Dois professores universitários fazem a defesa impossível do voto obrigatório. Quem sofre são os argumentos
Se você é do tipo que gosta de soluções autoritárias, que diminuam o poder de escolha das pessoas e aumentem o arbítrio do Estado, então é o caso de pedir a opinião de intelectuais. Claro, os há também favoráveis às liberdades individuais e à escolha dos cidadãos. Infelizmente, são minoria em nossas universidades. Pois bem… A Folha promove uma série de encontros para debater temas de interesse público intitulada “Seminários Ilustríssima”, promovidos pelo jornal e pelo Cebrap (Centro Brasileiro de Análise e Planejamento).

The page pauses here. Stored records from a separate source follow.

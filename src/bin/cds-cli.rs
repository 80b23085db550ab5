use clap::{Parser, Subcommand};
use tokio::sync::mpsc;
use tokio_util::sync::CancellationToken;

use stunner_cds::client::{
    AllConfigsApi, ConfigClient, ConfigNamespaceNameApi, ConfigsNamespaceApi, LicenseApi,
};
use stunner_cds::lifecycle::signals;
use stunner_cds::observability::logging;
use stunner_cds::settings::KeepaliveSettings;
use stunner_cds::{ClientError, StunnerConfig};

#[derive(Parser)]
#[command(name = "cds-cli")]
#[command(about = "Query and watch a STUNner configuration discovery service", long_about = None)]
struct Cli {
    #[arg(short, long, default_value = "http://127.0.0.1:13478")]
    url: String,

    /// Log level for client diagnostics.
    #[arg(long, default_value = "warn")]
    log_level: String,

    #[command(subcommand)]
    command: Commands,
}

#[derive(clap::Args)]
struct Target {
    /// Namespace to query; all configs when omitted.
    #[arg(short, long)]
    namespace: Option<String>,

    /// Gateway name within the namespace.
    #[arg(short = 'g', long, requires = "namespace")]
    name: Option<String>,

    /// Node name, for node-specific patching.
    #[arg(long, requires = "name")]
    node: Option<String>,
}

#[derive(Subcommand)]
enum Commands {
    /// Print the current configs
    Get(Target),
    /// Stream config changes until interrupted
    Watch {
        #[command(flatten)]
        target: Target,

        /// Do not print deletion notices
        #[arg(long)]
        suppress_delete: bool,
    },
    /// Show the server's license status
    License,
}

fn client(url: &str, target: &Target) -> Result<ConfigClient, ClientError> {
    let keepalive = KeepaliveSettings::default();
    let client = match (&target.namespace, &target.name) {
        (Some(ns), Some(name)) => {
            let node = target.node.as_deref();
            ConfigNamespaceNameApi::new(url, ns, name, node, keepalive)?.into_inner()
        }
        (Some(ns), None) => ConfigsNamespaceApi::new(url, ns, keepalive)?.into_inner(),
        _ => AllConfigsApi::new(url, keepalive)?.into_inner(),
    };
    Ok(client)
}

async fn snapshot(url: &str, target: &Target) -> Result<Vec<StunnerConfig>, ClientError> {
    let keepalive = KeepaliveSettings::default();
    match (&target.namespace, &target.name) {
        (Some(ns), Some(name)) => {
            let node = target.node.as_deref();
            let config = ConfigNamespaceNameApi::new(url, ns, name, node, keepalive)?.get().await?;
            Ok(vec![config])
        }
        (Some(ns), None) => ConfigsNamespaceApi::new(url, ns, keepalive)?.get().await,
        _ => AllConfigsApi::new(url, keepalive)?.get().await,
    }
}

fn print(config: &StunnerConfig) -> Result<(), serde_json::Error> {
    println!("{}", serde_json::to_string_pretty(config)?);
    Ok(())
}

#[tokio::main]
async fn main() -> Result<(), Box<dyn std::error::Error>> {
    let cli = Cli::parse();
    logging::init(&cli.log_level);

    match cli.command {
        Commands::Get(target) => {
            for config in snapshot(&cli.url, &target).await? {
                print(&config)?;
            }
        }
        Commands::Watch {
            target,
            suppress_delete,
        } => {
            let client = client(&cli.url, &target)?;
            let cancel = CancellationToken::new();
            let (tx, mut rx) = mpsc::channel(16);

            let watcher = {
                let cancel = cancel.clone();
                tokio::spawn(async move { client.watch(cancel, tx, suppress_delete).await })
            };

            let signal = signals::wait_for_signal();
            tokio::pin!(signal);
            loop {
                tokio::select! {
                    _ = &mut signal => break,
                    update = rx.recv() => match update {
                        Some(config) => print(&config)?,
                        None => break,
                    },
                }
            }
            cancel.cancel();
            watcher.await??;
        }
        Commands::License => {
            let status = LicenseApi::new(&cli.url)?.get().await?;
            println!("{}", serde_json::to_string_pretty(&status)?);
        }
    }

    Ok(())
}
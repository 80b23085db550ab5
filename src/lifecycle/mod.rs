//! Lifecycle management subsystem.
//!
//! # Data Flow
//! ```text
//! Startup (startup.rs):
//!     Settings → Metrics → Server → Desired state → Watcher
//!
//! Shutdown (shutdown.rs):
//!     Signal received → Stop accepting → Close watches → Exit
//!
//! Signals (signals.rs):
//!     SIGTERM/SIGINT → Trigger graceful shutdown
//! ```

pub mod shutdown;
pub mod signals;
pub mod startup;

pub use shutdown::Shutdown;
pub use startup::{apply_desired_state, run, StartupError};
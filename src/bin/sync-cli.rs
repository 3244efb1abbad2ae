use std::io::Write;
use std::path::PathBuf;
use std::sync::Arc;

use clap::Parser;
use indicatif::{ProgressBar, ProgressStyle};
use tokio::sync::mpsc;

use foldersync::config::{self, AppConfig};
use foldersync::consumer::QueueConsumer;
use foldersync::engine::orchestrator::SyncOrchestrator;
use foldersync::reporter::{EngineEvent, LogBuffer, Reporter, DEFAULT_MAX_LOG_LINES};
use foldersync::policy::SyncMode;
use foldersync::watch::ChangeWatcher;

#[derive(Parser)]
#[command(name = "sync-cli")]
#[command(about = "Directory synchronization CLI", long_about = None)]
struct Cli {
    /// Configuration file to load and persist.
    #[arg(short = 'C', long)]
    config: Option<PathBuf>,

    #[arg(short, long)]
    source: Option<PathBuf>,

    #[arg(short, long)]
    target: Option<PathBuf>,

    #[arg(short, long, value_enum)]
    mode: Option<SyncMode>,

    /// Active filter name (all, images, documents, custom, ...).
    #[arg(short, long)]
    filter: Option<String>,

    #[arg(short, long)]
    bidirectional: bool,

    /// Apply the reversible byte transform to copied content.
    #[arg(short, long)]
    encrypt: bool,

    /// Stay resident: watch the source tree and run on a schedule.
    #[arg(short, long)]
    watch: bool,

    /// Auto-sync interval in minutes (watch mode).
    #[arg(long)]
    interval: Option<u64>,

    /// Append timestamped log lines to this file.
    #[arg(long)]
    log_file: Option<PathBuf>,

    /// List the registered filters and exit.
    #[arg(long)]
    list_filters: bool,

    /// Add an extension to the custom filter and exit.
    #[arg(long)]
    add_ext: Option<String>,

    /// Remove an extension from the custom filter and exit.
    #[arg(long)]
    remove_ext: Option<String>,
}

#[tokio::main]
async fn main() -> anyhow::Result<()> {
    let cli = Cli::parse();

    let config_path = cli.config.clone();
    let mut config = match &config_path {
        Some(path) => AppConfig::load(path)?,
        None => AppConfig::default(),
    };

    if let Some(source) = cli.source {
        config.src = source;
    }
    if let Some(target) = cli.target {
        config.dst = target;
    }
    if let Some(mode) = cli.mode {
        config.mode = mode;
    }
    if let Some(filter) = cli.filter {
        config.active_filter = filter;
    }
    if let Some(interval) = cli.interval {
        config.interval = interval;
    }
    if cli.bidirectional {
        config.bidirectional = true;
    }
    if cli.encrypt {
        config.encryption = true;
    }
    if cli.watch {
        config.realtime = true;
    }

    if cli.list_filters {
        let library = config.filter_library();
        println!("Registered filters:");
        for name in library.names() {
            let extensions = library
                .extensions(name)
                .map(|set| set.iter().cloned().collect::<Vec<_>>().join(" "))
                .unwrap_or_default();
            if name == "all" {
                println!("   {name:<12} (matches everything)");
            } else {
                println!("   {name:<12} {extensions}");
            }
        }
        return Ok(());
    }

    if cli.add_ext.is_some() || cli.remove_ext.is_some() {
        let mut library = config.filter_library();
        if let Some(ext) = &cli.add_ext {
            if library.add_custom(ext) {
                println!("Added {ext} to the custom filter");
            } else {
                println!("{ext} was already in the custom filter");
            }
        }
        if let Some(ext) = &cli.remove_ext {
            if library.remove_custom(ext) {
                println!("Removed {ext} from the custom filter");
            } else {
                println!("{ext} was not in the custom filter");
            }
        }
        config.filters = library.to_config();
        if let Some(path) = &config_path {
            config.save(path)?;
            println!("Saved {}", path.display());
        }
        return Ok(());
    }

    config
        .validate()
        .map_err(|e| anyhow::anyhow!(e.to_string()))?;
    if let Some(path) = &config_path {
        config.save(path)?;
    }

    let (reporter, mut events) = Reporter::channel();

    // One task owns all presentation state: the bar, the log buffer and
    // the optional log file.
    let mut log_file = match &cli.log_file {
        Some(path) => Some(
            std::fs::OpenOptions::new()
                .create(true)
                .append(true)
                .open(path)?,
        ),
        None => None,
    };
    let progress = ProgressBar::new(100);
    progress.set_style(
        ProgressStyle::default_bar()
            .template("{spinner:.green} [{bar:40.cyan/blue}] {pos}% {msg}")?
            .progress_chars("#>-"),
    );
    let buffer = Arc::new(LogBuffer::new(DEFAULT_MAX_LOG_LINES));
    let printer_buffer = buffer.clone();
    let printer = tokio::spawn(async move {
        while let Some(event) = events.recv().await {
            match event {
                EngineEvent::Progress { percent, file } => {
                    progress.set_position(percent as u64);
                    progress.set_message(file);
                }
                EngineEvent::Log(entry) => {
                    progress.println(format!(
                        "{} [{}] {}",
                        entry.timestamp,
                        entry.level.as_str(),
                        entry.message
                    ));
                    if let Some(file) = log_file.as_mut() {
                        let _ = writeln!(
                            file,
                            "{} [{}] {}",
                            entry.timestamp,
                            entry.level.as_str(),
                            entry.message
                        );
                    }
                    printer_buffer.push(entry);
                }
            }
        }
        progress.finish_and_clear();
    });

    let orchestrator = Arc::new(SyncOrchestrator::new(reporter.clone()));
    let shared = config::shared(config);
    let resident = cli.watch || shared.read().await.realtime;

    if resident {
        println!("👀 Watch mode: syncing now, then watching for changes (Ctrl-C to stop)");

        let initial_task = { shared.read().await.task() };
        let _ = orchestrator.run_once(initial_task).await;

        let mut watcher = ChangeWatcher::new();
        let source = { shared.read().await.src.clone() };
        let (tx, rx) = mpsc::unbounded_channel();
        let consumer = match watcher.start(&source, tx) {
            Ok(()) => {
                reporter.info(format!("watching {}", source.display()));
                let consumer = QueueConsumer::new(
                    rx,
                    shared.clone(),
                    reporter.clone(),
                    orchestrator.control().cancellation_token(),
                );
                Some(tokio::spawn(consumer.run()))
            }
            Err(e) => {
                // Scheduled syncs still run without the watcher.
                reporter.error(format!("realtime sync disabled: {e}"));
                None
            }
        };

        let periodic = orchestrator.spawn_periodic(shared.clone());

        tokio::signal::ctrl_c().await?;
        reporter.info("shutting down");
        orchestrator.cancel();
        watcher.stop();

        periodic.await?;
        if let Some(handle) = consumer {
            handle.await?;
        }
        drop(orchestrator);
        drop(reporter);
        printer.await?;
        return Ok(());
    }

    println!("🚀 Starting synchronization...");
    let task = { shared.read().await.task() };
    let result = orchestrator.run_once(task).await;

    drop(orchestrator);
    drop(reporter);
    printer.await?;

    match result {
        Ok(outcome) => {
            println!();
            println!("📊 Results:");
            println!("   Files copied: {}", outcome.files_copied);
            println!("   Files skipped: {}", outcome.files_skipped);
            if !outcome.errors.is_empty() {
                println!("   Errors: {}", outcome.errors.len());
                for error in &outcome.errors {
                    eprintln!("   ⚠️  {}: {}", error.path.display(), error.message);
                }
                std::process::exit(1);
            }
        }
        Err(e) => {
            eprintln!("❌ Sync failed: {e}");
            std::process::exit(1);
        }
    }

    Ok(())
}
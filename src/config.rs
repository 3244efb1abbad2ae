//! Persisted configuration document.
//!
//! Loaded at startup, saved on every settings mutation. All fields have
//! defaults so a partial document loads cleanly over them.

use std::collections::BTreeMap;
use std::path::{Path, PathBuf};
use std::sync::Arc;

use serde::{Deserialize, Serialize};
use tokio::sync::RwLock;

use crate::engine::types::SyncTask;
use crate::error::SyncError;
use crate::filter::{FilterLibrary, FILTER_ALL};
use crate::policy::SyncMode;
use crate::transform::ByteTransform;

/// Default auto-sync interval in minutes.
pub const DEFAULT_INTERVAL_MINUTES: u64 = 5;
/// Default XOR key when encryption is enabled.
pub const DEFAULT_XOR_KEY: u8 = 0x55;

/// Shared handle read by the orchestrator's periodic task and the
/// realtime consumer, so settings edits take effect on the next
/// scheduled run and the next consumed event.
pub type ConfigHandle = Arc<RwLock<AppConfig>>;

pub fn shared(config: AppConfig) -> ConfigHandle {
    Arc::new(RwLock::new(config))
}

#[derive(Debug, Clone, Serialize, Deserialize)]
#[serde(default)]
pub struct AppConfig {
    pub src: PathBuf,
    pub dst: PathBuf,
    pub mode: SyncMode,
    /// Auto-sync interval in minutes, at least 1.
    pub interval: u64,
    /// Named filter sets; overlays the built-ins on load.
    pub filters: BTreeMap<String, Vec<String>>,
    /// Name of the filter applied to runs and realtime events.
    pub active_filter: String,
    pub realtime: bool,
    pub bidirectional: bool,
    pub encryption: bool,
    pub encryption_key: u8,
}

impl Default for AppConfig {
    fn default() -> Self {
        Self {
            src: PathBuf::new(),
            dst: PathBuf::new(),
            mode: SyncMode::Mirror,
            interval: DEFAULT_INTERVAL_MINUTES,
            filters: BTreeMap::new(),
            active_filter: FILTER_ALL.to_string(),
            realtime: false,
            bidirectional: false,
            encryption: false,
            encryption_key: DEFAULT_XOR_KEY,
        }
    }
}

impl AppConfig {
    /// Read the document from disk. A missing file yields the defaults;
    /// a malformed one is a configuration error.
    pub fn load(path: &Path) -> Result<Self, SyncError> {
        if !path.exists() {
            return Ok(Self::default());
        }
        let raw = std::fs::read_to_string(path)?;
        serde_json::from_str(&raw)
            .map_err(|e| SyncError::Config(format!("cannot parse {}: {e}", path.display())))
    }

    /// Write the document back as pretty JSON.
    pub fn save(&self, path: &Path) -> Result<(), SyncError> {
        let raw = serde_json::to_string_pretty(self)
            .map_err(|e| SyncError::Config(format!("cannot serialize configuration: {e}")))?;
        std::fs::write(path, raw)?;
        Ok(())
    }

    /// Refuse a run before any file is touched when the roots or the
    /// interval are unusable.
    pub fn validate(&self) -> Result<(), SyncError> {
        if self.src.as_os_str().is_empty() {
            return Err(SyncError::Config("source directory not set".to_string()));
        }
        if self.dst.as_os_str().is_empty() {
            return Err(SyncError::Config("destination directory not set".to_string()));
        }
        if !self.src.is_dir() {
            return Err(SyncError::Config(format!(
                "source directory does not exist: {}",
                self.src.display()
            )));
        }
        if self.interval < 1 {
            return Err(SyncError::Config(
                "auto-sync interval must be at least 1 minute".to_string(),
            ));
        }
        Ok(())
    }

    /// Filter library seeded from the built-ins and this document.
    pub fn filter_library(&self) -> FilterLibrary {
        FilterLibrary::from_config(&self.filters)
    }

    pub fn transform(&self) -> ByteTransform {
        ByteTransform::from_config(self.encryption, self.encryption_key)
    }

    /// Snapshot this configuration into an immutable task for one run.
    pub fn task(&self) -> SyncTask {
        SyncTask {
            source: self.src.clone(),
            dest: self.dst.clone(),
            mode: self.mode,
            bidirectional: self.bidirectional,
            filter: self.filter_library().compile(&self.active_filter),
            transform: self.transform(),
        }
    }
}

#[cfg(test)]
mod tests {
    use super::*;
    use tempfile::TempDir;

    #[test]
    fn test_missing_file_loads_defaults() {
        let dir = TempDir::new().unwrap();
        let config = AppConfig::load(&dir.path().join("config.json")).unwrap();

        assert_eq!(config.interval, DEFAULT_INTERVAL_MINUTES);
        assert_eq!(config.mode, SyncMode::Mirror);
        assert_eq!(config.active_filter, FILTER_ALL);
        assert!(!config.encryption);
    }

    #[test]
    fn test_save_load_round_trip() {
        let dir = TempDir::new().unwrap();
        let path = dir.path().join("config.json");

        let mut config = AppConfig::default();
        config.src = dir.path().join("source");
        config.dst = dir.path().join("backup");
        config.mode = SyncMode::Update;
        config.bidirectional = true;
        config.encryption = true;
        config.encryption_key = 0x42;
        config
            .filters
            .insert("custom".to_string(), vec![".log".to_string()]);

        config.save(&path).unwrap();
        let restored = AppConfig::load(&path).unwrap();

        assert_eq!(restored.src, config.src);
        assert_eq!(restored.mode, SyncMode::Update);
        assert!(restored.bidirectional);
        assert_eq!(restored.encryption_key, 0x42);
        assert_eq!(restored.filters, config.filters);
    }

    #[test]
    fn test_partial_document_loads_over_defaults() {
        let dir = TempDir::new().unwrap();
        let path = dir.path().join("config.json");
        std::fs::write(&path, r#"{"mode": "strict", "interval": 30}"#).unwrap();

        let config = AppConfig::load(&path).unwrap();
        assert_eq!(config.mode, SyncMode::Strict);
        assert_eq!(config.interval, 30);
        assert_eq!(config.encryption_key, DEFAULT_XOR_KEY);
    }

    #[test]
    fn test_invalid_mode_is_config_error() {
        let dir = TempDir::new().unwrap();
        let path = dir.path().join("config.json");
        std::fs::write(&path, r#"{"mode": "sideways"}"#).unwrap();

        assert!(matches!(
            AppConfig::load(&path),
            Err(SyncError::Config(_))
        ));
    }

    #[test]
    fn test_validate_rejects_unset_roots() {
        let config = AppConfig::default();
        assert!(matches!(config.validate(), Err(SyncError::Config(_))));
    }

    #[test]
    fn test_validate_rejects_missing_source() {
        let dir = TempDir::new().unwrap();
        let mut config = AppConfig::default();
        config.src = dir.path().join("does-not-exist");
        config.dst = dir.path().to_path_buf();

        assert!(matches!(config.validate(), Err(SyncError::Config(_))));
    }

    #[test]
    fn test_validate_rejects_zero_interval() {
        let dir = TempDir::new().unwrap();
        let mut config = AppConfig::default();
        config.src = dir.path().to_path_buf();
        config.dst = dir.path().to_path_buf();
        config.interval = 0;

        assert!(matches!(config.validate(), Err(SyncError::Config(_))));
    }

    #[test]
    fn test_task_snapshot_uses_active_filter() {
        let dir = TempDir::new().unwrap();
        let mut config = AppConfig::default();
        config.src = dir.path().to_path_buf();
        config.dst = dir.path().to_path_buf();
        config.active_filter = "images".to_string();
        config.encryption = true;

        let task = config.task();
        assert!(task.filter.matches("photo.jpg"));
        assert!(!task.filter.matches("notes.txt"));
        assert!(!task.transform.is_identity());
    }
}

O desta segunda debateu o voto facultativo e reuniu Fernando Limongi, pesquisador do Cebrap e professor do Departamento de Ciência Política da USP, e Cláudio Couto, professor do Departamento de Gestão Pública da Fundação Getulio Vargas (SP). Bem, não houve propriamente um debate, mas um dueto. Os dois, acreditem!, são favoráveis ao voto obrigatório.
E por que escrevo esse “acreditem”? Então não podem ter essa opinião? Podem! Desde que me expliquem como obrigar alguém a votar, sob pena de uma punição, caracteriza, numa democracia, exercício de um direito. Ainda que conseguissem, seria preciso testar a qualidade dos argumentos. E aí que a coisa pega.
Diz, por exemplo, Limongi: “Existe essa visão elitista, que acha que [o voto facultativo] vai tirar o eleitorado que sustentou a corrupção e que vai sobrar o eleitor iluminado, frequentador da faculdade de filosofia da USP. Não! Não vai rolar, não é assim que as coisas são”.
Bem, em primeiro lugar, nunca pensei na qualidade do eleito ou do eleitor quando defendo volto facultativo. Tenho em mente outra coisa: decidir se participo ou não de uma assembleia, de um ato coletivo, de uma colegialidade qualquer há de ser escolha minha. Isso não me pode ser imposto. O que importa, aí sim, é que eu acate o resultado. Sem contar, né, Limongi?, que o tal frequentador da Faculdade de Filosofia da USP é que tende a votar em quem sustenta a corrupção…
E Limongi avança:
“Há uma expectativa de que existem dois tipos de eleitor. Um é bom, convicto, sério, competente, que vota independentemente de se obrigar. E tem o eleitor que só vota porque é obrigado e que é um eleitor malformado, volúvel, que é o eleitor que traz problema, que deturpa o sistema, que polui o sistema”.
É mesmo? Quem pensa assim? Aliás, tendo a achar, contra o meu desejo e as minhas convicções, que o voto facultativo até tenderia a beneficiar as esquerdas, uma vez que estas aparelham sindicatos, ONGs, movimentos sociais. Ademais, quem reivindica o monopólio dessa iluminação, vamos ser claros, são os esquerdistas, nunca os liberais.
Se bem que aquele analista com um olhar suspeito citado por Limongi existe. Era justamente o seu colega de debate. Leiam o que ele diz:
“Vamos pegar o caso americano. Quem normalmente não comparece? Hispânico, negro, pobre. Você exclui os que já estão excluídos socialmente. Então, a probabilidade no voto facultativo é você aumentar a exclusão dos que já são socialmente excluídos”.
Pois é… Há voto facultativo nos EUA, e o candidato que falava em nome dessas minorias foi eleito e reeleito. Num evento raro na história americana, a candidata que advoga em favor desses mesmos setores deve garantir o terceiro mandato democrata nesta terça-feira…
Limongi vai além do razoável ao citar a experiência da República Velha como limitadora do voto, sugerindo que o mesmo aconteceria se ele se tornasse facultativo. É do balacobaco! A Constituição de 1891 instituiu o voto universal, sim, em oposição ao censitário, mas para homens alfabetizados acima de 21 anos… Vale dizer: 3% da população. Um sofisticado mecanismo garantia, na prática, a nomeação de um Parlamento, independentemente da vontade até mesmo desses poucos eleitores.
Então ficamos assim: um defende o voto obrigatório porque parte do princípio de que os que se opõem ao expediente se consideram iluminados; o outro acha que o direito de escolha afastaria os ditos excluídos das urnas, sendo impossível, claro!, explicar por que, então, excluídos continuam se a lei decidiu incluí-los na marra.
Em poucos lugares a cultura autoritária e anti-indivíduo é tão forte como na academia brasileira.